After forecasting house price rises every year since 2013, economic commentator Chris Joye has reaffirmed his April 2017 advisory that the property boom is over.

He forecasts that prices will fall in 2018, despite falling unemployment.

He noted Sydney prices started sliding in September this year with the national five-capital city index falling by October, according to CoreLogic numbers.

"Whereas Sydney values have slumped 1.9 per cent, prices across the five capital cities have corrected by a more modest 0.4 per cent.

"And there will likely be the normal seasonality afflicting this data as values typically pull back in December," Joye told readers last week in The Australian Financial Review.

"It's also interesting to observe that there has been no capital appreciation in the stubbornly ebullient Melbourne market since November," he added.

Joye suggests when Australia's jobless rate falls below 5 per cent in 2018, the central bank will have no choice but to raise rates once or twice "assuming it acts rationally."

"This will reinforce the magnitude of the expected correction," he anticipates.

Joye looks to the past for solid precedents.

"After the last big bubble that kicked off in earnest in 2001 and ended in December 2003, Sydney prices fell 6.3 per cent in the following three years.

"In the 12 months after their 2003 peak, dwelling values in Melbourne and across the five largest cities declined by 3 per cent and 3.5 per cent respectively."

Joye notes the 2003 household debt-to-income ratio was merely 150 per cent, "miles below the current 194 per cent mark."
 
Joye also noted after the cash rate increased from its then "crisis level" of 3 per cent to 4.75 per cent, home values shrunk 6.7 per cent between late 2010 and early 2012.

"As a minimum I expect prices to match this result.

"Assuming 100 basis points or more of rate increases, my central case is a 10 per cent plus drawdown in what should be a relatively benign mean-reversion in Australia's otherwise unprecedented house price-to-income ratio."

Joye, a portfolio manager with Coolabah Capital Investments which invests in fixed-income securities, noted the heftiest fall on record was 8.3 per cent in 2008.

He wrote in October while the next downturn may cause "temporary hysteria" in markets, the tremendous deleveraging of bank balance-sheets, coupled with the de-risking of their business models and a notable improvement in the austerity of lending standards, should ensure they are well-placed to absorb what will be, by international standards, a modest lift in home loan losses.

His April column noted his concerns about "the runaway housing boom."

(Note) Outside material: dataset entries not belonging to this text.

//! Step proposal strategies.

use log::warn;

use crate::{
    Float,
    error::{Error, Result},
    methods::settings::Settings,
};

/// How an integrator picks its steps.
#[derive(Clone, Debug)]
pub enum StepControl {
    /// Constant step; the last one is shortened to land on the end time.
    Fixed(Float),
    /// Error-controlled steps.
    Adaptive(StepSizeController),
}

/// Method defaults for the controller factors.
#[derive(Clone, Copy, Debug, PartialEq)]
pub struct ControllerDefaults {
    pub safety_factor: Float,
    pub min_reduction: Float,
    pub max_growth: Float,
    pub beta: Float,
    /// Weight of `beta` in the error exponent.
    pub beta_weight: Float,
}

/// Adaptive step size controller with Lund stabilisation.
///
/// The next step is `h · clamp(safety · err^(-e) · err_old^β, min_reduction,
/// max_growth)` where `e = 1/order - beta_weight·β`. After a rejection the
/// step may not grow.
#[derive(Clone, Debug)]
pub struct StepSizeController {
    safety_factor: Float,
    min_reduction: Float,
    max_growth: Float,
    beta: Float,
    exponent: Float,
    min_step: Float,
    max_step: Option<Float>,
    facold: Float,
}

impl StepSizeController {
    pub fn new(order: usize, defaults: ControllerDefaults, settings: &Settings) -> Self {
        let beta = settings.beta.unwrap_or(defaults.beta);
        Self {
            safety_factor: settings.safety_factor.unwrap_or(defaults.safety_factor),
            min_reduction: settings.min_reduction.unwrap_or(defaults.min_reduction),
            max_growth: settings.max_growth.unwrap_or(defaults.max_growth),
            beta,
            exponent: 1.0 / order as Float - defaults.beta_weight * beta,
            min_step: settings.min_step,
            max_step: settings.max_step,
            facold: 1.0e-4,
        }
    }

    /// Forget the error history; used when integration (re)starts.
    pub fn reset(&mut self) {
        self.facold = 1.0e-4;
    }

    pub fn min_step(&self) -> Float {
        self.min_step
    }

    pub fn max_step(&self, span: Float) -> Float {
        self.max_step.unwrap_or(span.abs()).abs()
    }

    /// Whether a step with scaled error norm `err` is accepted.
    pub fn accepts(&self, err: Float) -> bool {
        err <= 1.0
    }

    /// Next step after an accepted step with error norm `err <= 1`.
    pub fn accepted(&mut self, t: Float, h: Float, err: Float, after_reject: bool, span: Float) -> Float {
        let fac11 = err.powf(self.exponent);
        let fac = fac11 / self.facold.powf(self.beta);
        let fac = (fac / self.safety_factor).clamp(1.0 / self.max_growth, 1.0 / self.min_reduction);
        self.facold = err.max(1.0e-4);

        let mut hnew = h / fac;
        if after_reject {
            hnew = h.signum() * hnew.abs().min(h.abs());
        }
        self.filter(t, hnew, span)
    }

    /// Smaller step after a rejected step with error norm `err > 1`.
    pub fn rejected(&self, t: Float, h: Float, err: Float) -> Result<Float> {
        let fac11 = err.powf(self.exponent);
        // a NaN norm shrinks by the largest factor
        let shrink = (self.safety_factor / fac11).max(self.min_reduction).min(1.0);
        let hnew = h * shrink;
        if hnew.abs() < self.min_step {
            return Err(Error::StepSizeUnderflow {
                t,
                h: hnew,
                min_step: self.min_step,
            });
        }
        Ok(hnew)
    }

    /// Clamp a proposed step to the configured bounds.
    pub fn filter(&self, t: Float, h: Float, span: Float) -> Float {
        let max_step = self.max_step(span);
        let magnitude = h.abs();
        if magnitude > max_step {
            return h.signum() * max_step;
        }
        if magnitude < self.min_step {
            warn!("step {h} at t = {t} raised to the minimum step {}", self.min_step);
            return h.signum() * self.min_step;
        }
        h
    }
}

#[cfg(test)]
mod tests {
    use super::*;

    const DEFAULTS: ControllerDefaults = ControllerDefaults {
        safety_factor: 0.9,
        min_reduction: 0.2,
        max_growth: 10.0,
        beta: 0.0,
        beta_weight: 0.75,
    };

    fn controller(settings: &Settings) -> StepSizeController {
        StepSizeController::new(5, DEFAULTS, settings)
    }

    #[test]
    fn growth_and_reduction_are_bounded() {
        let mut c = controller(&Settings::default());
        assert_eq!(c.accepted(0.0, 0.1, 1e-30, false, 10.0), 0.1 * 10.0);
        let h = c.rejected(0.0, 0.1, 1e30).unwrap();
        assert!((h - 0.02).abs() < 1e-15);
    }

    #[test]
    fn nominal_proposal() {
        let mut c = controller(&Settings::default());
        let err: Float = 0.5;
        let expected = 0.1 * 0.9 * err.powf(-0.2);
        assert!((c.accepted(0.0, 0.1, err, false, 10.0) - expected).abs() < 1e-15);
    }

    #[test]
    fn no_growth_right_after_rejection() {
        let mut c = controller(&Settings::default());
        assert_eq!(c.accepted(0.0, -0.1, 1e-6, true, 10.0), -0.1);
    }

    #[test]
    fn unit_error_is_accepted() {
        let c = controller(&Settings::default());
        assert!(c.accepts(0.0));
        assert!(c.accepts(1.0));
        assert!(!c.accepts(1.0 + Float::EPSILON));
        assert!(!c.accepts(Float::NAN));
        let h = c.rejected(0.0, 0.1, Float::NAN).unwrap();
        assert!((h - 0.02).abs() < 1e-15);
    }

    #[test]
    fn rejection_below_min_step_underflows() {
        let settings = Settings::builder().min_step(0.05).build();
        let c = controller(&settings);
        match c.rejected(1.0, 0.1, 1e10) {
            Err(Error::StepSizeUnderflow { t, min_step, .. }) => {
                assert_eq!(t, 1.0);
                assert_eq!(min_step, 0.05);
            }
            other => panic!("unexpected {other:?}"),
        }
    }

    #[test]
    fn proposals_respect_bounds() {
        let settings = Settings::builder().min_step(0.01).max_step(0.5).build();
        let c = controller(&settings);
        assert_eq!(c.filter(0.0, 2.0, 10.0), 0.5);
        assert_eq!(c.filter(0.0, -1e-5, 10.0), -0.01);
        assert_eq!(c.filter(0.0, 0.2, 10.0), 0.2);
    }
}
//! Exact conversion between multistep histories and Nordsieck vectors.
//!
//! A Nordsieck vector at `t_k` holds the scaled derivatives
//! `[y_k, h y'_k, h²/2 y''_k, ..., hⁿ⁻¹/(n-1)! y⁽ⁿ⁻¹⁾_k]`. A multistep history
//! holds past values `y_{k-l}` for `l` in `p..q` followed by past scaled
//! derivatives `h y'_{k-l}` for `l` in `r..s`. For a polynomial of degree
//! below `n = (q - p) + (s - r)` both representations carry the same
//! information and the maps between them are exact.

use log::debug;

use crate::{
    Float,
    error::{Error, Result},
    matrix::{self, RationalMatrix, integer},
};

/// Precomputed linear maps between a multistep history and a Nordsieck
/// vector.
///
/// ```
/// use ivp_engine::nordsieck::NordsieckTransformer;
///
/// // three past values of y = 1 + t + t² sampled with h = 1 at t = 0, -1, -2
/// let transformer = NordsieckTransformer::new(0, 3, 0, 0)?;
/// let nordsieck = transformer.multistep_to_nordsieck(&[1.0, 1.0, 3.0]);
/// assert_eq!(nordsieck, vec![1.0, 1.0, 1.0]);
/// # Ok::<(), ivp_engine::Error>(())
/// ```
#[derive(Clone, Debug)]
pub struct NordsieckTransformer {
    offsets: (i32, i32, i32, i32),
    n: usize,
    exact_nordsieck_to_multistep: RationalMatrix,
    exact_multistep_to_nordsieck: RationalMatrix,
    nordsieck_to_multistep: Vec<Float>,
    multistep_to_nordsieck: Vec<Float>,
}

impl NordsieckTransformer {
    /// Build the transform for values at offsets `p..q` and scaled
    /// derivatives at offsets `r..s` (offsets count steps back from the
    /// current point and may be negative).
    pub fn new(p: i32, q: i32, r: i32, s: i32) -> Result<Self> {
        let n_to_m = build_nordsieck_to_multistep(p, q, r, s)?;
        let m_to_n = n_to_m
            .inverse()
            .ok_or(Error::SingularTransform { p, q, r, s })?;
        debug!("Nordsieck transform ({p}, {q}, {r}, {s}) of size {}", n_to_m.dim());

        Ok(Self {
            offsets: (p, q, r, s),
            n: n_to_m.dim(),
            nordsieck_to_multistep: n_to_m.to_float(),
            multistep_to_nordsieck: m_to_n.to_float(),
            exact_nordsieck_to_multistep: n_to_m,
            exact_multistep_to_nordsieck: m_to_n,
        })
    }

    /// Size `n` of both representations.
    pub fn size(&self) -> usize {
        self.n
    }

    /// The `(p, q, r, s)` offsets this transform was built for.
    pub fn offsets(&self) -> (i32, i32, i32, i32) {
        self.offsets
    }

    pub fn exact_nordsieck_to_multistep(&self) -> &RationalMatrix {
        &self.exact_nordsieck_to_multistep
    }

    pub fn exact_multistep_to_nordsieck(&self) -> &RationalMatrix {
        &self.exact_multistep_to_nordsieck
    }

    /// Transform a scalar history into a Nordsieck vector.
    ///
    /// # Panics
    ///
    /// Panics if `history.len()` differs from [`Self::size`].
    pub fn multistep_to_nordsieck(&self, history: &[Float]) -> Vec<Float> {
        assert_eq!(history.len(), self.n, "history length mismatch");
        matrix::operate(&self.multistep_to_nordsieck, self.n, history)
    }

    /// Transform a scalar Nordsieck vector back into a history.
    ///
    /// # Panics
    ///
    /// Panics if `nordsieck.len()` differs from [`Self::size`].
    pub fn nordsieck_to_multistep(&self, nordsieck: &[Float]) -> Vec<Float> {
        assert_eq!(nordsieck.len(), self.n, "Nordsieck length mismatch");
        matrix::operate(&self.nordsieck_to_multistep, self.n, nordsieck)
    }

    /// Transform a history of state vectors, one per entry, into the rows of
    /// a Nordsieck array.
    ///
    /// # Panics
    ///
    /// Panics if `history.len()` differs from [`Self::size`].
    pub fn multistep_to_nordsieck_rows(&self, history: &[Vec<Float>]) -> Vec<Vec<Float>> {
        assert_eq!(history.len(), self.n, "history length mismatch");
        matrix::operate_rows(&self.multistep_to_nordsieck, self.n, history)
    }

    /// Transform the rows of a Nordsieck array back into a history of state
    /// vectors.
    ///
    /// # Panics
    ///
    /// Panics if `nordsieck.len()` differs from [`Self::size`].
    pub fn nordsieck_to_multistep_rows(&self, nordsieck: &[Vec<Float>]) -> Vec<Vec<Float>> {
        assert_eq!(nordsieck.len(), self.n, "Nordsieck length mismatch");
        matrix::operate_rows(&self.nordsieck_to_multistep, self.n, nordsieck)
    }
}

/// Exact Nordsieck-to-history matrix: Taylor expansions of `y_{k-l}` and
/// `h y'_{k-l}` in terms of the scaled derivatives at `t_k`.
pub fn build_nordsieck_to_multistep(p: i32, q: i32, r: i32, s: i32) -> Result<RationalMatrix> {
    if q < p || s < r || (q == p && s == r) {
        return Err(Error::InvalidOffsets { p, q, r, s });
    }
    let n = ((q - p) + (s - r)) as usize;
    let mut m = RationalMatrix::zeros(n);

    let mut i = 0;
    for l in p..q {
        // y_{k-l}: [1, -l, l², -l³, ...]
        let factor = integer(-(l as i64));
        let mut power = integer(1);
        for j in 0..n {
            m[(i, j)] = power.clone();
            power *= &factor;
        }
        i += 1;
    }
    for l in r..s {
        // h y'_{k-l}: [0, 1, -2l, 3l², -4l³, ...]
        let factor = integer(-(l as i64));
        let mut power = integer(1);
        for j in 1..n {
            m[(i, j)] = &power * integer(j as i64);
            power *= &factor;
        }
        i += 1;
    }
    Ok(m)
}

To address the issue, the Australian Prudential Regulation Authority (APRA) had introduced tough new macroprudential constraints on interest-only lending, in an effort to stifle irresponsible lending and borrowing decisions, in a move backed by Treasurer Scott Morrison.

Joye anticipated a softer auction clearance rate to continue throughout 2017, in tune with a pronounced deceleration in price momentum. 

“I expect this to continue over the rest of the year, which should alleviate the concerns of rating agencies animated by the blindingly obvious financial stability risks propagated by the RBA's cheap money policies,” Joye wrote in October. 

He noted Perth home values had slumped 10 per cent since their December 2014 peak with Joye then predicting that this could eventually happen in Sydney and Melbourne, thus wiping out half the equity of all first time buyers.

Residential property in Sydney had benefited from capital gains of 73 per cent since March 2012, care of the RBA slashing its cash rate from 4.75 per cent to 1.5 per cent, transferring wealth from prudent savers to spendthrift borrowers, Joye suggested.